Work request
Go through the records below and copy out every line holding "Result".

Information supplied
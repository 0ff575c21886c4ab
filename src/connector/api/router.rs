use anyhow::Result;
use tokio::io::BufReader;

use crate::Commands;

use super::container::Container;
use super::controller::{AskController, ChatController};

pub struct Router<'a> {
    ask_controller: AskController<'a>,
    chat_controller: ChatController<'a>,
}

impl<'a> Router<'a> {
    pub fn new(container: &'a Container) -> Self {
        Self {
            ask_controller: AskController::new(container),
            chat_controller: ChatController::new(container),
        }
    }

    /// Run a command and return what should be printed afterwards.
    /// Interactive chat writes to stdout itself and returns an empty string.
    pub async fn route(&self, command: Commands) -> Result<String> {
        match command {
            Commands::Ask { query, json } => self.ask_controller.ask(query, json).await,
            Commands::Chat => {
                let stdin = BufReader::new(tokio::io::stdin());
                let mut stdout = tokio::io::stdout();
                self.chat_controller.run(stdin, &mut stdout).await?;
                Ok(String::new())
            }
        }
    }
}
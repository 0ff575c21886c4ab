use std::sync::Arc;

use anyhow::Result;
use tracing::debug;

use crate::application::{AnswerService, AskQuestionUseCase, ChatSessionUseCase};
use crate::connector::{HttpAnswerClient, MockAnswerService};
use crate::domain::EndpointConfig;

/// Label reported as the endpoint when the offline mock is in use.
pub const MOCK_ENDPOINT_LABEL: &str = "mock";

#[derive(Debug, Clone, Default)]
pub struct ContainerConfig {
    /// Overrides `CHATBOX_QUERY_URL`.
    pub endpoint: Option<String>,
    /// Overrides `CHATBOX_TIMEOUT_SECS`.
    pub timeout_secs: Option<u64>,
    /// Answer from canned responses instead of the network.
    pub mock: bool,
}

pub struct Container {
    answer_service: Arc<dyn AnswerService>,
    endpoint: String,
}

impl Container {
    pub fn new(config: ContainerConfig) -> Result<Self> {
        if config.mock {
            debug!("Using mock answer service");
            return Ok(Self::with_service(
                Arc::new(MockAnswerService::new()),
                MOCK_ENDPOINT_LABEL,
            ));
        }

        let endpoint = EndpointConfig::resolve(config.endpoint.as_deref(), config.timeout_secs)?;
        debug!(
            "Using query endpoint {} (timeout: {:?})",
            endpoint.url(),
            endpoint.timeout()
        );
        let client = HttpAnswerClient::new(&endpoint)?;

        Ok(Self::with_service(Arc::new(client), endpoint.url()))
    }

    pub fn with_service(answer_service: Arc<dyn AnswerService>, endpoint: impl Into<String>) -> Self {
        Self {
            answer_service,
            endpoint: endpoint.into(),
        }
    }

    pub fn ask_use_case(&self) -> AskQuestionUseCase {
        AskQuestionUseCase::new(Arc::clone(&self.answer_service))
    }

    pub fn chat_session(&self) -> ChatSessionUseCase {
        ChatSessionUseCase::new(Arc::clone(&self.answer_service))
    }

    pub fn endpoint(&self) -> &str {
        &self.endpoint
    }
}
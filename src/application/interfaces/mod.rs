mod answer_service;

pub use answer_service::*;
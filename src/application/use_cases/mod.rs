mod ask_question;
mod chat_session;

pub use ask_question::*;
pub use chat_session::*;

Your response
use anyhow::Result;
    pub async fn route(&self, command: Commands) -> Result<String> {
use anyhow::Result;
    pub fn new(config: ContainerConfig) -> Result<Self> {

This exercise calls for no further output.